There are more than 100 confirmed bookings for the Spring Biznews Investment Conference in the Drakensberg at the end of the month. Given the current limit on gatherings is 50, we’ve been considering all kinds of contingency plans. Hopefully they won’t be needed after what was contained in Stanlib chief economist Kevin Lings’ weekly raft of graphs that hit my inbox last night – especially the one republished above showing that Covid’s Third Wave has well and truly broken. That’s a trifecta of much needed good news for SA adding to the continued commodities boom and Saturday’s Springbok victory.

Had a good smile at community member Guy Whitcroft’s email which reminded me of a descriptive word that I last used in 2015 when the Zuptas were in full cry. Guy reckons not much has changed – he wrote:

One from me – a single word description of our government today: kakistocracy.

It might sound like a South African word due to the first 3 letters, but is, in fact, a few hundred years old being traceable to at least the seventeenth century and meaning, “a government that is ruled by the least suitableable, or experienced people in a state or country.”  A sad reflection of our times, indeed, and ironic that it has such an appropriate local connotation.

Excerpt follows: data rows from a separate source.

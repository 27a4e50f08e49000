//! Daemon that drives records through render, compile and deliver.
//!
//! A batch pulls every active record from the store and processes them with
//! bounded parallelism. Each record runs in its own task and walks its state
//! machine until it is archived, failed, or interrupted; every transition is
//! persisted before the next stage starts.
use std::collections::HashSet;
use std::fmt;
use std::sync::Arc;
use std::sync::atomic::{AtomicU64, AtomicUsize, Ordering};
use std::time::Duration;

use chrono::{DateTime, Utc};
use dashmap::DashMap;
use futures::StreamExt;
use metrics::counter;
use serde::{Deserialize, Serialize};
use tokio::sync::Semaphore;
use tokio::task::JoinSet;
use tokio_util::sync::CancellationToken;
use tracing::Instrument;

use crate::compiler::Compiler;
use crate::config::{Config, TemplateConfig};
use crate::domain::record::{
    AnyRecord, CompileOutcome, DeliveryOutcome, Failed, MailDefaults, Record, RecordId,
    RenderOutcome, RetryPolicy,
};
use crate::error::error_serialization::serialize_chain;
use crate::error::{Result, TexpostError};
use crate::mailer::Mailer;
use crate::store::{RecordStorage, RunStorage};
use crate::template::Template;

pub mod transitions;
pub mod types;

pub use types::{
    AnyRunRecord, Finished, Initializing, RunData, RunId, RunRecord, RunState, RunStats, Running,
};

/// Configuration for the daemon.
#[derive(Debug, Clone, Serialize, Deserialize)]
#[serde(default)]
pub struct DaemonConfig {
    /// Records processed in parallel. Each record's own stages are sequential.
    pub max_concurrent_records: usize,

    /// Base backoff duration in milliseconds (will be exponentially increased)
    pub backoff_ms: u64,

    /// Factor by which the backoff_ms is increased with each retry
    pub backoff_factor: u64,

    /// Maximum backoff time in milliseconds
    pub max_backoff_ms: u64,

    /// Interval for refreshing the run record (milliseconds)
    pub heartbeat_interval_ms: u64,

    /// Pause between batches in watch mode (milliseconds)
    pub poll_interval_ms: u64,

    /// Interval for logging daemon status (records in flight) in milliseconds.
    /// Set to None to disable periodic status logging
    pub status_log_interval_ms: Option<u64>,
}

impl Default for DaemonConfig {
    fn default() -> Self {
        Self {
            max_concurrent_records: 4,
            backoff_ms: 1000,
            backoff_factor: 2,
            max_backoff_ms: 60_000,
            heartbeat_interval_ms: 10_000,
            poll_interval_ms: 5_000,
            status_log_interval_ms: Some(2_000),
        }
    }
}
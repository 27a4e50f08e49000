//! Signal handling for graceful shutdown.

use tokio_util::sync::CancellationToken;
use tracing::{error, info};

/// Wait for a shutdown signal (SIGINT, SIGTERM, or SIGQUIT on Unix).
#[cfg(unix)]
pub async fn shutdown_signal() {
    use tokio::signal::unix::{SignalKind, signal};

    let (mut sigint, mut sigterm, mut sigquit) = match (
        signal(SignalKind::interrupt()),
        signal(SignalKind::terminate()),
        signal(SignalKind::quit()),
    ) {
        (Ok(int), Ok(term), Ok(quit)) => (int, term, quit),
        (Err(e), _, _) | (_, Err(e), _) | (_, _, Err(e)) => {
            error!(error = %e, "Failed to install signal handlers, falling back to ctrl-c");
            if let Err(e) = tokio::signal::ctrl_c().await {
                error!(error = %e, "Failed to listen for ctrl-c");
                std::future::pending::<()>().await;
            }
            return;
        }
    };

    tokio::select! {
        _ = sigint.recv() => {
            info!(message = "Signal received.", signal = "SIGINT");
        }
        _ = sigterm.recv() => {
            info!(message = "Signal received.", signal = "SIGTERM");
        }
        _ = sigquit.recv() => {
            info!(message = "Signal received.", signal = "SIGQUIT");
        }
    }
}

#[cfg(not(unix))]
pub async fn shutdown_signal() {
    match tokio::signal::ctrl_c().await {
        Ok(()) => info!(message = "Signal received.", signal = "ctrl-c"),
        Err(e) => {
            error!(error = %e, "Failed to listen for ctrl-c");
            std::future::pending::<()>().await;
        }
    }
}

/// Cancel `token` on the first shutdown signal.
pub fn cancel_on_signal(token: CancellationToken) {
    tokio::spawn(async move {
        shutdown_signal().await;
        token.cancel();
    });
}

Here’s the dictionary link: https://dictionary.cambridge.org/dictionary/english/kakistocracy

My word of the year!

Another BizNews community member, Rod Hering, shared his personal experience when commenting on the Eskom CEO’s advice on how to beat the loadshedding blues. Rod writes:

I read with interest Andre de Ruyters’ comment on grid tied solar systems. I saw the writing on the wall where load shedding and electricity prices were heading. Three years ago I installed solar water heaters and a grid tied solar electricity generation system. I am probably 95% self-reliant. I have total immunity from load shedding, City Power infrastructure failures and ever increasing costs, as well as adding to the value and desirability of my home.

When calculating the ROI on the project I was looking at an 8 year amortisation. With the increases in price in the last three years it is now closer to 7 years. I know the man has to try and upsell his failed SOE, but even if he does manage to sort out their infrastructure problems, the cost of electricity is still going to sky rocket over the medium term.

Take a lesson from Zimbabwe and make yourself as independent as possible from the ESKOM supply .

There were quite a few responses to Andrew Harrison’s sharing of the lyrics to Bob Dylan’s masterful “Like A Rolling Stone“. Fascinating insights from Correio da Frota who wrote:

Andrew Harrison’s contribution last week, drawing a parallel between Dylan’s “Like a Rolling Stone” and the current state of the ANC is one way of heaping scorn on that organisation, although dear Edie Sedgwick, of whom the song was supposedly written, might throw up at the suggestion. Indeed, Dylan himself described the piece as originating as a long piece of vomit. Many love it though. The poor little rich girl, her fall from grace, the “chrome horse with your diplomat” (apparently a reference to Andy Warhol), and the Napoleon in rags, are powerful images.

Napoleon – now that’s pertinent! Our very own Napoleon and his miserable minions still present a challenge to the gendarmerie, but until he and his henchmen are ferried off to some faraway island, no serviceman, past, present or future, deserves the taste of Beef Wellington ever again.

Tex Lerena wrote:

I would make this Bob Dylan’s hit as the theme song for “Gatvol”!!!

Jamie suggested:

A song written by Stevie Wonder around 1976 called Village Ghettoland. So apt. Similar vein to Dylan. Give it a listen.

And Helene Vermeulen added:

That song really could have been specially written for the ANC of today. Well done Andrew Harrison for spotting it.